• **DATASET ENTRIES**:
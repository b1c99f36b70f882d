use color_eyre::eyre::Result;
use compareflow_theme as theme;
use crossterm::event::KeyEvent;
use ratatui::{prelude::*, widgets::*};
use strum::IntoEnumIterator;
use tokio::sync::mpsc::UnboundedSender;

use super::{
  form::{Form, FormEvent, FormField},
  Component, Frame,
};
use crate::{
  action::Action,
  mode::Mode,
  models::{Connection, ConnectionDraft, ConnectionId, ConnectionKind, ConnectionSettings, DatabricksConfig, SqlServerConfig},
  router::Route,
  store::{ConnectionEvent, Phase, Store, StoreEvent},
};

#[derive(Debug, Clone, Copy, PartialEq, Eq)]
enum Field {
  Name,
  Kind,
  Server,
  Port,
  Database,
  Username,
  Password,
  Encrypt,
  TrustCertificate,
  Workspace,
  HttpPath,
  AccessToken,
}

const SQL_SERVER_FIELDS: [Field; 7] =
  [Field::Server, Field::Port, Field::Database, Field::Username, Field::Password, Field::Encrypt, Field::TrustCertificate];
const DATABRICKS_FIELDS: [Field; 3] = [Field::Workspace, Field::HttpPath, Field::AccessToken];

fn kinds() -> Vec<ConnectionKind> {
  ConnectionKind::iter().collect()
}

fn blank_form() -> Form<Field> {
  let defaults = SqlServerConfig::default();
  let mut form = Form::new(vec![
    (Field::Name, FormField::text("Connection Name").required()),
    (Field::Kind, FormField::select("Connection Type", kinds().iter().map(|k| k.label().to_string()).collect())),
    (Field::Server, FormField::text("Server").required()),
    (Field::Port, FormField::text("Port").required()),
    (Field::Database, FormField::text("Database").required()),
    (Field::Username, FormField::text("Username").required()),
    (Field::Password, FormField::text("Password").required().masked()),
    (Field::Encrypt, FormField::toggle("Encrypt Connection", defaults.encrypt)),
    (Field::TrustCertificate, FormField::toggle("Trust Server Certificate", defaults.trust_server_certificate)),
    (Field::Workspace, FormField::text("Workspace URL").required()),
    (Field::HttpPath, FormField::text("HTTP Path").required()),
    (Field::AccessToken, FormField::text("Access Token").required().masked()),
  ]);
  form.set_value(Field::Port, &defaults.port.to_string());
  form
}

/// Create or edit a connection. Fields follow the selected connection type.
pub struct ConnectionForm {
  command_tx: Option<UnboundedSender<Action>>,
  form: Form<Field>,
  editing: Option<ConnectionId>,
  loading: bool,
  submitting: bool,
  error: Option<String>,
  /// Set when editing a connection type this form has no fields for.
  unsupported: Option<String>,
}

impl Default for ConnectionForm {
  fn default() -> Self {
    Self::new()
  }
}

impl ConnectionForm {
  pub fn new() -> Self {
    let mut page =
      Self {
      command_tx: None,
      form: blank_form(),
      editing: None,
      loading: false,
      submitting: false,
      error: None,
      unsupported: None,
    };
    page.show_kind(ConnectionKind::SqlServer);
    page
  }

  fn kind(&self) -> ConnectionKind {
    kinds().get(self.form.selected(Field::Kind)).copied().unwrap_or_default()
  }

  fn show_kind(&mut self, kind: ConnectionKind) {
    for field in SQL_SERVER_FIELDS {
      self.form.set_hidden(field, kind != ConnectionKind::SqlServer);
    }
    for field in DATABRICKS_FIELDS {
      self.form.set_hidden(field, kind != ConnectionKind::Databricks);
    }
  }

  fn reset(&mut self, editing: Option<ConnectionId>) {
    self.form = blank_form();
    self.show_kind(ConnectionKind::SqlServer);
    self.editing = editing;
    self.loading = false;
    self.submitting = false;
    self.error = None;
    self.unsupported = None;
  }

  fn fill(&mut self, connection: &Connection) {
    self.form.set_value(Field::Name, &connection.name);
    let Some(kind) = connection.kind() else {
      let message = format!("{} connections cannot be edited here", connection.settings.type_name());
      self.error = Some(message.clone());
      self.unsupported = Some(message);
      return;
    };
    if let Some(index) = kinds().iter().position(|k| *k == kind) {
      if let Some(field) = self.form.field_mut(Field::Kind) {
        field.select_index(index);
      }
    }
    match &connection.settings {
      ConnectionSettings::SqlServer(c) => {
        self.form.set_value(Field::Server, &c.server);
        self.form.set_value(Field::Port, &c.port.to_string());
        self.form.set_value(Field::Database, &c.database);
        self.form.set_value(Field::Username, &c.username);
        self.form.set_value(Field::Password, &c.password);
        for (key, value) in [(Field::Encrypt, c.encrypt), (Field::TrustCertificate, c.trust_server_certificate)] {
          if let Some(field) = self.form.field_mut(key) {
            field.set_checked(value);
          }
        }
      },
      ConnectionSettings::Databricks(c) => {
        self.form.set_value(Field::Workspace, &c.workspace);
        self.form.set_value(Field::HttpPath, &c.http_path);
        self.form.set_value(Field::AccessToken, &c.access_token);
      },
      ConnectionSettings::Other { .. } => {},
    }
    self.show_kind(kind);
    self.form.focus(Field::Name);
  }

  fn draft(&self) -> Result<ConnectionDraft, String> {
    if let Some(message) = &self.unsupported {
      return Err(message.clone());
    }
    let missing = self.form.missing();
    if !missing.is_empty() {
      return Err(format!("{} required", missing.join(", ")));
    }
    let text = |field| self.form.value(field).trim().to_string();
    let settings = match self.kind() {
      ConnectionKind::SqlServer => {
        let port = text(Field::Port).parse::<u16>().map_err(|_| "Port must be a number between 0 and 65535".to_string())?;
        ConnectionSettings::SqlServer(SqlServerConfig {
          server: text(Field::Server),
          port,
          database: text(Field::Database),
          username: text(Field::Username),
          password: self.form.value(Field::Password),
          encrypt: self.form.checked(Field::Encrypt),
          trust_server_certificate: self.form.checked(Field::TrustCertificate),
        })
      },
      ConnectionKind::Databricks => ConnectionSettings::Databricks(DatabricksConfig {
        workspace: text(Field::Workspace),
        http_path: text(Field::HttpPath),
        access_token: self.form.value(Field::AccessToken),
      }),
    };
    Ok(ConnectionDraft { name: text(Field::Name), settings })
  }

  fn submit(&mut self) -> Option<Action> {
    match self.draft() {
      Ok(draft) => {
        self.error = None;
        self.submitting = true;
        Some(Action::SaveConnection(self.editing, draft))
      },
      Err(message) => {
        self.error = Some(message);
        None
      },
    }
  }

  fn on_saved(&mut self, phase: &Phase<Connection>, store: &Store) -> Option<Action> {
    if !self.submitting || phase.is_pending() {
      return None;
    }
    self.submitting = false;
    match phase {
      Phase::Rejected(_) => {
        self.error = store.connections().error().map(String::from);
        None
      },
      _ => Some(Action::Navigate(Route::Connections)),
    }
  }
}

impl Component for ConnectionForm {
  fn register_action_handler(&mut self, tx: UnboundedSender<Action>) -> Result<()> {
    self.command_tx = Some(tx);
    Ok(())
  }

  fn mode(&self) -> Mode {
    Mode::ConnectionForm
  }

  fn key_hints(&self) -> Vec<(&'static str, &'static str)> {
    vec![("Tab", "next field"), ("Space", "toggle/cycle"), ("Ctrl-s", "save"), ("Esc", "cancel")]
  }

  fn handle_key_events(&mut self, key: KeyEvent, _store: &Store) -> Result<Option<Action>> {
    if self.loading || self.submitting {
      return Ok(None);
    }
    Ok(match self.form.handle_key(key) {
      FormEvent::Submit => self.submit(),
      FormEvent::Cancel => Some(Action::Navigate(Route::Connections)),
      FormEvent::Changed(Field::Kind) => {
        let kind = self.kind();
        self.show_kind(kind);
        None
      },
      _ => None,
    })
  }

  fn handle_paste(&mut self, text: &str) -> Result<Option<Action>> {
    self.form.paste(text);
    Ok(None)
  }

  fn update(&mut self, action: Action, store: &Store) -> Result<Option<Action>> {
    match action {
      Action::Navigate(Route::NewConnection) => self.reset(None),
      Action::Navigate(Route::EditConnection(id)) => {
        self.reset(Some(id));
        self.loading = true;
        if let Some(tx) = &self.command_tx {
          tx.send(Action::FetchConnection(id))?;
        }
      },
      Action::Store(StoreEvent::Connections(event)) => match event {
        ConnectionEvent::FetchOne(id, phase) if self.editing == Some(id) && phase.is_settled() => {
          self.loading = false;
          if let Phase::Fulfilled(connection) = &phase {
            self.fill(connection);
          }
        },
        ConnectionEvent::Create(phase) if self.editing.is_none() => return Ok(self.on_saved(&phase, store)),
        ConnectionEvent::Update(id, phase) if self.editing == Some(id) => return Ok(self.on_saved(&phase, store)),
        _ => {},
      },
      _ => {},
    }
    Ok(None)
  }

  fn draw(&mut self, f: &mut Frame<'_>, area: Rect, _store: &Store) -> Result<()> {
    let title = if self.editing.is_some() { " Edit Connection " } else { " New Connection " };
    let block = Block::default()
      .title(title)
      .title_style(theme::title())
      .borders(Borders::ALL)
      .border_type(BorderType::Rounded)
      .border_style(theme::border_focused());
    let inner = block.inner(area);
    f.render_widget(block, area);

    if self.loading {
      f.render_widget(Paragraph::new(Span::styled("Loading connection...", theme::info())), inner);
      return Ok(());
    }

    let chunks = Layout::default()
      .direction(Direction::Vertical)
      .constraints([Constraint::Length(1), Constraint::Min(3)])
      .split(inner);
    let status = match (&self.error, self.submitting) {
      (_, true) => Line::from(Span::styled("Saving...", theme::info())),
      (Some(error), false) => Line::from(Span::styled(error.clone(), theme::error())),
      (None, false) => Line::default(),
    };
    f.render_widget(Paragraph::new(status), chunks[0]);
    self.form.render(f, chunks[1]);
    Ok(())
  }
}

• **DIRECTIONS**: In the listing above, find the line with "self.command_tx = Some(tx);" and the line with "if self.loading ||". Output those two lines and every line between them, exactly as written.

• **RESULT FOR THIS TASK**:
    self.command_tx = Some(tx);
    Ok(())
  }

  fn mode(&self) -> Mode {
    Mode::ConnectionForm
  }

  fn key_hints(&self) -> Vec<(&'static str, &'static str)> {
    vec![("Tab", "next field"), ("Space", "toggle/cycle"), ("Ctrl-s", "save"), ("Esc", "cancel")]
  }

  fn handle_key_events(&mut self, key: KeyEvent, _store: &Store) -> Result<Option<Action>> {
    if self.loading || self.submitting {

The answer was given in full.